L’OBJET DE LA CONTESTATION
[3] Le travailleur demande à la Commission des lésions professionnelles d’infirmer la décision du 10 octobre 2003 et de déclarer qu’il a droit à l’allocation d’aide personnelle, et ce, depuis le 29 avril 1997, date où l’on a déterminé le pourcentage de l’atteinte permanente et les limitations fonctionnelles.
L’AVIS DES MEMBRES
[4] Le membre issu des associations d’employeurs et le membre issu des associations syndicales sont d’avis que la preuve démontre que le travailleur a droit à une allocation d’aide personnelle à domicile. Toutefois, cette aide personnelle ne peut rétroagir à la date du 2 juin 1997, date du rapport du docteur Normand Taillefer. Cette aide ne peut être accordée qu’à compter du 21 janvier 2003, date de la demande du travailleur.
LES FAITS ET LES MOTIFS
[5]
La Commission des lésions professionnelles doit déterminer si
le travailleur a droit à l’allocation d’aide personnelle à domicile
conformément aux dispositions des articles
145
et
[6] Cette aide est accordée lorsqu’un travailleur qui a été victime d’une lésion professionnelle satisfait aux conditions suivantes, conformément au Règlement sur les normes et barèmes de l’aide personnelle à domicile :
1) il a une atteinte permanente à son intégrité physique ou psychique;
2) il est incapable de prendre soin de lui-même et d’effectuer sans aide les tâches domestiques qu’il effectuait normalement;
3) cette aide s’avère nécessaire au maintien ou au retour à son domicile.

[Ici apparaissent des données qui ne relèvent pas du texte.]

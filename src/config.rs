use crate::error::BuildError;
use crate::wait::WaitStrategy;

/// What an event processor does when its handler fails on a slot.
///
/// Either way the pipeline's fault callback (if any) is invoked first;
/// failures are never silently discarded.
#[derive(Debug, Clone, Copy, PartialEq, Eq, Default)]
pub enum FaultPolicy {
    /// Terminate the processor, recording the failing sequence. The
    /// processor's gating sequence is raised so a dead consumer cannot
    /// stall the producer forever.
    #[default]
    Stop,
    /// Count the failure and advance past the slot.
    Skip,
}

/// Configuration for a pipeline.
#[derive(Debug, Clone, Copy)]
pub struct Config {
    /// Ring capacity in slots. Must be a positive power of two.
    pub capacity: usize,
    /// How consumers idle when caught up to the cursor.
    pub wait_strategy: WaitStrategy,
    /// Handler failure policy.
    pub fault_policy: FaultPolicy,
    /// Enable metrics collection (slight overhead).
    pub enable_metrics: bool,
}

impl Config {
    /// Creates a configuration with the given capacity and default policies.
    ///
    /// The capacity is validated at build time, not here, so that a bad
    /// value surfaces as [`BuildError::InvalidCapacity`] rather than a panic.
    pub fn new(capacity: usize) -> Self {
        Self {
            capacity,
            ..Self::default()
        }
    }

    /// Sets the wait strategy.
    pub fn with_wait_strategy(mut self, wait_strategy: WaitStrategy) -> Self {
        self.wait_strategy = wait_strategy;
        self
    }

    /// Sets the fault policy.
    pub fn with_fault_policy(mut self, fault_policy: FaultPolicy) -> Self {
        self.fault_policy = fault_policy;
        self
    }

    /// Enables or disables metrics collection.
    pub fn with_metrics(mut self, enable: bool) -> Self {
        self.enable_metrics = enable;
        self
    }

    /// Returns the mask for slot index wrapping.
    #[inline]
    pub const fn mask(&self) -> usize {
        self.capacity - 1
    }

    pub(crate) fn validate(&self) -> Result<(), BuildError> {
        if self.capacity == 0 || !self.capacity.is_power_of_two() {
            return Err(BuildError::InvalidCapacity { got: self.capacity });
        }
        self.wait_strategy.validate()
    }
}

impl Default for Config {
    fn default() -> Self {
        Self {
            capacity: 1024,
            wait_strategy: WaitStrategy::default(),
            fault_policy: FaultPolicy::default(),
            enable_metrics: false,
        }
    }
}
//! The pipeline facade: wires the ring, the sequencer, the processors and
//! the producer together, owns the worker threads, coordinates start and
//! halt.

use crate::config::Config;
use crate::error::{BuildError, HandlerError, PipelineError};
use crate::metrics::{Metrics, MetricsSnapshot};
use crate::processor::{EventHandler, EventProcessor};
use crate::producer::Producer;
use crate::ring::RingBuffer;
use crate::sequencer::{AtomicSequence, Sequence, Sequencer};
use crate::wait::{WaitStrategy, Waiter};
use std::sync::atomic::{AtomicBool, Ordering};
use std::sync::Arc;
use std::thread::{self, JoinHandle};

/// Pipeline-wide handler fault callback: `(processor id, failing sequence,
/// error)`.
pub(crate) type FaultCallback = Arc<dyn Fn(usize, Sequence, &HandlerError) + Send + Sync>;

/// Everything the producer and the processors share.
///
/// The pipeline constructs exactly one `Core` and hands out `Arc` clones;
/// joining the workers in `halt` makes teardown deterministic rather than
/// refcount-timed.
pub(crate) struct Core<E> {
    pub(crate) ring: RingBuffer<E>,
    pub(crate) sequencer: Sequencer,
    /// Raised by `Pipeline::halt`. Read by a stalled producer so it cannot
    /// spin forever against consumers that have already exited.
    pub(crate) halted: AtomicBool,
    pub(crate) metrics: Metrics,
    pub(crate) config: Config,
    pub(crate) on_fault: Option<FaultCallback>,
}

/// Per-processor handles the pipeline keeps for signalling and observation.
struct ProcessorControl {
    running: Arc<AtomicBool>,
    fault: Arc<AtomicSequence>,
}

/// Builder for a [`Pipeline`] and its single [`Producer`].
pub struct PipelineBuilder<E> {
    config: Config,
    producer_count: usize,
    factory: Box<dyn FnMut() -> E>,
    handlers: Vec<Box<dyn EventHandler<E> + 'static>>,
    on_fault: Option<FaultCallback>,
}

impl<E: Send + Default + 'static> PipelineBuilder<E> {
    /// Creates a builder whose slots are initialized with `E::default()`.
    pub fn new() -> Self {
        Self::with_factory(E::default)
    }
}

impl<E: Send + Default + 'static> Default for PipelineBuilder<E> {
    fn default() -> Self {
        Self::new()
    }
}

impl<E: Send + 'static> PipelineBuilder<E> {
    /// Creates a builder with an explicit event factory for slot
    /// preallocation.
    pub fn with_factory(factory: impl FnMut() -> E + 'static) -> Self {
        Self {
            config: Config::default(),
            producer_count: 1,
            factory: Box::new(factory),
            handlers: Vec::new(),
            on_fault: None,
        }
    }

    /// Replaces the whole configuration.
    pub fn config(mut self, config: Config) -> Self {
        self.config = config;
        self
    }

    /// Sets the ring capacity (must be a positive power of two).
    pub fn capacity(mut self, capacity: usize) -> Self {
        self.config.capacity = capacity;
        self
    }

    /// Sets the consumer wait strategy.
    pub fn wait_strategy(mut self, wait_strategy: WaitStrategy) -> Self {
        self.config.wait_strategy = wait_strategy;
        self
    }

    /// Sets the handler fault policy.
    pub fn fault_policy(mut self, fault_policy: crate::FaultPolicy) -> Self {
        self.config.fault_policy = fault_policy;
        self
    }

    /// Enables metrics collection.
    pub fn enable_metrics(mut self, enable: bool) -> Self {
        self.config.enable_metrics = enable;
        self
    }

    /// Sets the producer count. Only `1` is supported; the option exists so
    /// callers that may grow a multi-producer setup fail loudly today.
    pub fn producer_count(mut self, count: usize) -> Self {
        self.producer_count = count;
        self
    }

    /// Installs a callback invoked whenever a handler fails, before the
    /// fault policy is applied.
    pub fn on_fault(
        mut self,
        callback: impl Fn(usize, Sequence, &HandlerError) + Send + Sync + 'static,
    ) -> Self {
        self.on_fault = Some(Arc::new(callback));
        self
    }

    /// Appends a consumer. Each handler gets its own event processor and
    /// worker thread, and independently observes every published event.
    pub fn handler(mut self, handler: impl EventHandler<E> + 'static) -> Self {
        self.handlers.push(Box::new(handler));
        self
    }

    /// Validates the configuration and wires the pipeline.
    pub fn build(mut self) -> Result<(Pipeline<E>, Producer<E>), BuildError> {
        self.config.validate()?;
        if self.handlers.is_empty() {
            return Err(BuildError::NoHandlers);
        }
        if self.producer_count != 1 {
            return Err(BuildError::UnsupportedProducerCount {
                got: self.producer_count,
            });
        }

        let gating: Vec<Arc<AtomicSequence>> = (0..self.handlers.len())
            .map(|_| Arc::new(AtomicSequence::default()))
            .collect();

        let core = Arc::new(Core {
            ring: RingBuffer::new(self.config.capacity, &mut *self.factory),
            sequencer: Sequencer::new(self.config.capacity, gating.clone().into_boxed_slice()),
            halted: AtomicBool::new(false),
            metrics: Metrics::new(),
            config: self.config,
            on_fault: self.on_fault,
        });

        let mut pending = Vec::with_capacity(self.handlers.len());
        let mut controls = Vec::with_capacity(self.handlers.len());
        for (id, handler) in self.handlers.into_iter().enumerate() {
            let running = Arc::new(AtomicBool::new(true));
            let fault = Arc::new(AtomicSequence::default());
            controls.push(ProcessorControl {
                running: Arc::clone(&running),
                fault: Arc::clone(&fault),
            });
            pending.push(EventProcessor::new(
                id,
                handler,
                Arc::clone(&core),
                running,
                Arc::clone(&gating[id]),
                fault,
                Waiter::new(self.config.wait_strategy),
            ));
        }

        let producer = Producer::new(Arc::clone(&core));
        let pipeline = Pipeline {
            core,
            pending,
            controls,
            workers: Vec::new(),
            started: false,
        };
        Ok((pipeline, producer))
    }
}

/// The assembled pipeline: owns the shared core and the consumer worker
/// threads.
///
/// Threads are always retained and joined, never detached: `halt` signals
/// every processor, joins every worker, and dropping the pipeline halts it
/// implicitly, so the ring and sequencer are guaranteed to outlive every
/// thread that references them.
pub struct Pipeline<E> {
    core: Arc<Core<E>>,
    /// Processors constructed at build time, consumed by `start`.
    pending: Vec<EventProcessor<E>>,
    controls: Vec<ProcessorControl>,
    workers: Vec<JoinHandle<()>>,
    started: bool,
}

impl<E: Send + Default + 'static> Pipeline<E> {
    /// Shorthand for [`PipelineBuilder::new`].
    pub fn builder() -> PipelineBuilder<E> {
        PipelineBuilder::new()
    }
}

impl<E: Send + 'static> Pipeline<E> {
    /// Spawns one worker thread per event processor.
    ///
    /// # Errors
    ///
    /// [`PipelineError::AlreadyStarted`] on a second call - processors
    /// cannot be restarted.
    pub fn start(&mut self) -> Result<(), PipelineError> {
        if self.started {
            return Err(PipelineError::AlreadyStarted);
        }
        self.started = true;

        for processor in self.pending.drain(..) {
            let name = format!("event-processor-{}", processor.id());
            let handle = thread::Builder::new()
                .name(name)
                .spawn(move || processor.run())?;
            self.workers.push(handle);
        }
        Ok(())
    }
}

impl<E> Pipeline<E> {
    /// Signals every processor to stop, then joins every worker thread.
    ///
    /// Events already published when the halt is signalled are drained
    /// before the workers exit. Idempotent; a no-op if the pipeline never
    /// started.
    pub fn halt(&mut self) {
        if !self.started {
            return;
        }

        self.core.halted.store(true, Ordering::Release);
        for control in &self.controls {
            control.running.store(false, Ordering::Release);
        }
        for worker in self.workers.drain(..) {
            // A panicked handler already tore its processor down; there is
            // nothing more to unwind here.
            let _ = worker.join();
        }
    }

    /// Highest published sequence, -1 if nothing was ever published.
    pub fn cursor(&self) -> Sequence {
        self.core.sequencer.cursor()
    }

    /// Returns `true` while worker threads are live.
    pub fn is_running(&self) -> bool {
        !self.workers.is_empty()
    }

    /// Number of event processors.
    pub fn processor_count(&self) -> usize {
        self.controls.len()
    }

    /// The sequence at which the given processor's handler failed under
    /// [`FaultPolicy::Stop`](crate::FaultPolicy::Stop), if it did.
    pub fn fault_sequence(&self, processor: usize) -> Option<Sequence> {
        let fault = self.controls.get(processor)?.fault.get();
        (fault >= 0).then_some(fault)
    }

    /// Snapshot of the pipeline metrics (all zeros unless enabled).
    pub fn metrics(&self) -> MetricsSnapshot {
        if self.core.config.enable_metrics {
            self.core.metrics.snapshot()
        } else {
            MetricsSnapshot::default()
        }
    }
}

impl<E> Drop for Pipeline<E> {
    fn drop(&mut self) {
        self.halt();
    }
}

[7] Lors de l’accident, dont a été victime le travailleur le 2 décembre 1994, le travailleur se serait coincé la main gauche dans l’engrenage d’une machine fixe. Le travailleur a subi, entre autres, une lacération au niveau de la face antérieure du poignet gauche, ainsi qu’aux niveaux des 3e et 4e doigts de la main gauche. Le travailleur sera opéré par le docteur A. Desjardins. Par la suite, monsieur Outor développe un syndrome douloureux progressif du 4e doigt, puis de toute la main, et éventuellement de tout le membre supérieur gauche.
[8] Dans le cadre de son évaluation du 2 juin 1997, le docteur Taillefer conclut à un syndrome d’algodystrophie sympathique réflexe très sévère et incapacitant au niveau du membre supérieur gauche. On lui reconnaît un déficit anatomo-physiologique de 40% en plus du préjudice esthétique sévère à l’avant-bras, au poignet et à la main gauche, de l’ordre de 13 %.
[9] Au moment de l’événement, le travailleur était gaucher et on l’a référé au Centre de réadaptation Lucie Bruneau, afin, entre autres, de rendre le travailleur fonctionnel avec son membre supérieur droit. Le travailleur était auparavant technicien en dessin assisté par ordinateur. L’ergothérapeute indiquait qu’il possédait les capacités physiques pour effectuer ce travail, mais qu’il avait besoin de parfaire ses connaissances en accomplissant un retour aux études.
[10] On recommande aussi l’achat et l’utilisation de plusieurs aides techniques afin de lui permettre d’être plus autonome et fonctionnel dans son milieu.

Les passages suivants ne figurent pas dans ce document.